## Problem statement:
Go through the records, and copy each line in which the string "static" is present.

################

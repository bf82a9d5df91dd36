use std::collections::HashMap;
use std::fmt;
use std::sync::Arc;

use serde_json::Value as JsonValue;

use crate::error::{CatalogError, QueryError};
use crate::source::{DataSource, Query};

/// A named query. Cheap to clone; the query itself is shared.
pub struct QueryOperation<S: DataSource> {
    name: Arc<str>,
    query: Arc<dyn Query<S>>,
}

impl<S: DataSource> QueryOperation<S> {
    pub fn new(name: impl Into<Arc<str>>, query: impl Query<S> + 'static) -> Self {
        Self {
            name: name.into(),
            query: Arc::new(query),
        }
    }

    pub fn name(&self) -> &str {
        &self.name
    }

    pub async fn run(&self, handle: &mut S::Handle) -> Result<JsonValue, QueryError> {
        self.query.run(handle).await
    }
}

impl<S: DataSource> Clone for QueryOperation<S> {
    fn clone(&self) -> Self {
        Self {
            name: self.name.clone(),
            query: self.query.clone(),
        }
    }
}

impl<S: DataSource> fmt::Debug for QueryOperation<S> {
    fn fmt(&self, f: &mut fmt::Formatter<'_>) -> fmt::Result {
        f.debug_struct("QueryOperation").field("name", &self.name).finish()
    }
}

/// Registry of operations keyed by a stable identifier, in registration order.
///
/// Worker processes cannot receive closures, so they re-resolve every
/// operation by name through the same catalog the parent generated from.
pub struct Catalog<S: DataSource> {
    entries: Vec<QueryOperation<S>>,
    by_name: HashMap<String, usize>,
}

impl<S: DataSource> Default for Catalog<S> {
    fn default() -> Self {
        Self::new()
    }
}

impl<S: DataSource> Catalog<S> {
    pub fn new() -> Self {
        Self {
            entries: Vec::new(),
            by_name: HashMap::new(),
        }
    }

    pub fn register(
        &mut self,
        name: &str,
        query: impl Query<S> + 'static,
    ) -> Result<(), CatalogError> {
        if self.by_name.contains_key(name) {
            return Err(CatalogError::Duplicate(name.to_string()));
        }
        self.by_name.insert(name.to_string(), self.entries.len());
        self.entries.push(QueryOperation::new(name, query));
        Ok(())
    }

    pub fn len(&self) -> usize {
        self.entries.len()
    }

    pub fn is_empty(&self) -> bool {
        self.entries.is_empty()
    }

    pub fn names(&self) -> impl Iterator<Item = &str> {
        self.entries.iter().map(|op| op.name())
    }

    pub fn resolve(&self, name: &str) -> Option<&QueryOperation<S>> {
        self.by_name.get(name).map(|&i| &self.entries[i])
    }

    /// Returns exactly `n` operations, cycling the catalog round-robin.
    pub fn generate(&self, n: usize) -> Result<Vec<QueryOperation<S>>, CatalogError> {
        if n == 0 {
            return Ok(Vec::new());
        }
        if self.entries.is_empty() {
            return Err(CatalogError::Empty { requested: n });
        }
        Ok(self.entries.iter().cycle().take(n).cloned().collect())
    }
}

################

## Response area:
    pub fn new(name: impl Into<Arc<str>>, query: impl Query<S> + 'static) -> Self {
        query: impl Query<S> + 'static,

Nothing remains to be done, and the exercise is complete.